If it weren’t for daughter Gypsy Blancharde’s posts on Facebook, she would likely be seen as a missing wheelchair-bound cancer patient who survived Hurricane Katrina and who has become a victim of foul play herself.

Instead, the daughter—who can actually walk and was believed to have had leukemia and muscular dystrophy—faces murder charges alleging that she and her secret 26-year-old boyfriend, Nicholas Godejohn, killed her mother Clauddinnea “Dee Dee.”

Where do I start with this?

This woman is, in fact, someone who used a wheelchair. All the rest seems to be assumptions based on the fact that she was seen walking, that she is not “wheelchair bound”. I am also not “wheelchair bound” and frankly, that is a really offensive term. My wheelchair frees me, it enables me.

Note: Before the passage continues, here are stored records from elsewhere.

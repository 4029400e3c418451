//! Mnema Execution Engine
//!
//! Priority-aware worker pool with least-loaded dispatch for the Mnema
//! knowledge store. Tasks are admitted into per-priority queues, handed to
//! the least-loaded worker, and their results delivered back to the waiting
//! submitter through per-task completion channels.
//!
//! # Architecture
//!
//! ```text
//! submit()                dispatcher               workers
//!    │                        │                       │
//!    ▼                        ▼                       ▼
//! ┌──────────────┐   pop   ┌──────────────┐  send  ┌─────────────┐
//! │ PriorityQueue│ ──────► │ LoadBalancer │ ─────► │ worker N    │
//! │ C > H > M > L│         │ least-loaded │        │ invoke op   │
//! └──────────────┘         └──────────────┘        └──────┬──────┘
//!        ▲                                                │ publish
//!        │                 ┌──────────────┐               ▼
//!        └──── backlog ────│ ResultCache  │ ◄─────── TaskResult
//!                          └──────────────┘  signal waiting submitter
//! ```

use std::time::{Duration, Instant};

use serde::{Deserialize, Serialize};
use serde_json::Value;
use thiserror::Error;

use crate::types::{TaskPriority, WorkerId};

pub mod balancer;
pub mod pool;
pub mod registry;

pub use balancer::{LoadBalancer, WorkerLoadSnapshot};
pub use pool::{PoolHealth, PoolHealthStatus, PoolStats, WorkerPool};
pub use registry::{FnOperation, Operation, OperationRegistry};

/// Error string carried by results of submissions rejected at capacity
pub const QUEUE_FULL_ERROR: &str = "queue full";

/// Error string carried by results of submissions that ran out of time
pub const TIMEOUT_ERROR: &str = "timeout";

/// Engine-specific error types
#[derive(Error, Debug, Clone, PartialEq, Eq)]
pub enum EngineError {
    /// Engine is not running
    #[error("Engine is not running")]
    NotRunning,

    /// Engine is already running
    #[error("Engine is already running")]
    AlreadyRunning,

    /// Task queue is full
    #[error("Task queue is full (capacity: {capacity})")]
    QueueFull {
        /// Queue capacity
        capacity: usize,
    },

    /// A task with the same id is already in flight
    #[error("Duplicate task id in flight: {task_id}")]
    DuplicateTask {
        /// Task identifier
        task_id: String,
    },

    /// Operation is not registered
    #[error("Operation not found: {name}")]
    OperationNotFound {
        /// Operation name
        name: String,
    },

    /// Registered handler failed
    #[error("Operation failed: {name} - {reason}")]
    OperationFailed {
        /// Operation name
        name: String,
        /// Failure reason
        reason: String,
    },

    /// No workers available for dispatch
    #[error("No workers available")]
    NoWorkersAvailable,

    /// Worker error
    #[error("Worker error: {worker_id}, reason: {reason}")]
    WorkerError {
        /// Worker identifier
        worker_id: WorkerId,
        /// Error reason
        reason: String,
    },

    /// Operation timeout
    #[error("Operation timeout after {duration_ms}ms")]
    Timeout {
        /// Duration in milliseconds
        duration_ms: u64,
    },

    /// Configuration error
    #[error("Configuration error: {field}")]
    ConfigError {
        /// Field name
        field: String,
    },
}

/// Engine result type
pub type EngineResult<T> = Result<T, EngineError>;

/// A unit of submitted work
#[derive(Debug, Clone)]
pub struct Task {
    /// Caller-assigned identifier, unique among in-flight tasks
    pub task_id: String,

    /// Key into the operation registry
    pub operation_name: String,

    /// Opaque payload handed to the operation
    pub arguments: Value,

    /// Priority class, immutable once enqueued
    pub priority: TaskPriority,

    /// Budget the submitter is willing to wait for a result
    pub timeout: Duration,

    /// Creation timestamp, used to compute age
    pub created_at: Instant,
}

impl Task {
    /// Default submitter wait budget
    pub const DEFAULT_TIMEOUT: Duration = Duration::from_secs(30);

    /// Create new task with medium priority and the default timeout
    #[must_use]
    pub fn new(
        task_id: impl Into<String>,
        operation_name: impl Into<String>,
        arguments: Value,
    ) -> Self {
        Self {
            task_id: task_id.into(),
            operation_name: operation_name.into(),
            arguments,
            priority: TaskPriority::default(),
            timeout: Self::DEFAULT_TIMEOUT,
            created_at: Instant::now(),
        }
    }

    /// Set priority class
    #[must_use]
    pub const fn with_priority(mut self, priority: TaskPriority) -> Self {
        self.priority = priority;
        self
    }

    /// Set submitter wait budget
    #[must_use]
    pub const fn with_timeout(mut self, timeout: Duration) -> Self {
        self.timeout = timeout;
        self
    }

    /// Get task age
    #[must_use]
    pub fn age(&self) -> Duration {
        self.created_at.elapsed()
    }
}

/// Outcome of a task, created exactly once when the task finishes
#[derive(Debug, Clone, Serialize, Deserialize)]
pub struct TaskResult {
    /// Task identifier
    pub task_id: String,

    /// Provenance label of the layer that served the operation
    pub layer_name: String,

    /// Whether the operation completed successfully
    pub success: bool,

    /// Operation payload, present iff `success`
    pub result: Option<Value>,

    /// Failure message, present iff not `success`
    pub error: Option<String>,

    /// Wall-clock execution time in milliseconds
    pub elapsed_ms: f64,

    /// Worker that executed the task; `None` when no worker ever ran it
    pub worker_id: Option<WorkerId>,
}

impl TaskResult {
    /// Create successful result
    #[must_use]
    pub fn success(
        task_id: impl Into<String>,
        layer_name: impl Into<String>,
        result: Value,
        elapsed_ms: f64,
        worker_id: WorkerId,
    ) -> Self {
        Self {
            task_id: task_id.into(),
            layer_name: layer_name.into(),
            success: true,
            result: Some(result),
            error: None,
            elapsed_ms,
            worker_id: Some(worker_id),
        }
    }

    /// Create failed result
    #[must_use]
    pub fn failure(
        task_id: impl Into<String>,
        layer_name: impl Into<String>,
        error: impl Into<String>,
        elapsed_ms: f64,
        worker_id: Option<WorkerId>,
    ) -> Self {
        Self {
            task_id: task_id.into(),
            layer_name: layer_name.into(),
            success: false,
            result: None,
            error: Some(error.into()),
            elapsed_ms,
            worker_id,
        }
    }

    /// Whether this result reports a submitter-side timeout
    #[must_use]
    pub fn is_timeout(&self) -> bool {
        self.error.as_deref() == Some(TIMEOUT_ERROR)
    }
}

Wheelchairs are like glasses. You do not have to need them all the time to genuinely need them some of the time. Many people can walk a few metres or even further but still need to use a wheelchair for much of the time. Attitudes like that in the article are what make people call me a benefit cheat and a scrounger when I get out of my wheelchair to reach shopping on high shelves, or when I walk from car door to car boot to get my electric wheelchair out. The same applies to other mobility aids or other help with disability.

Please, stop talking about disability and disabled people in these horrible terms wrapped in stigma and judgement.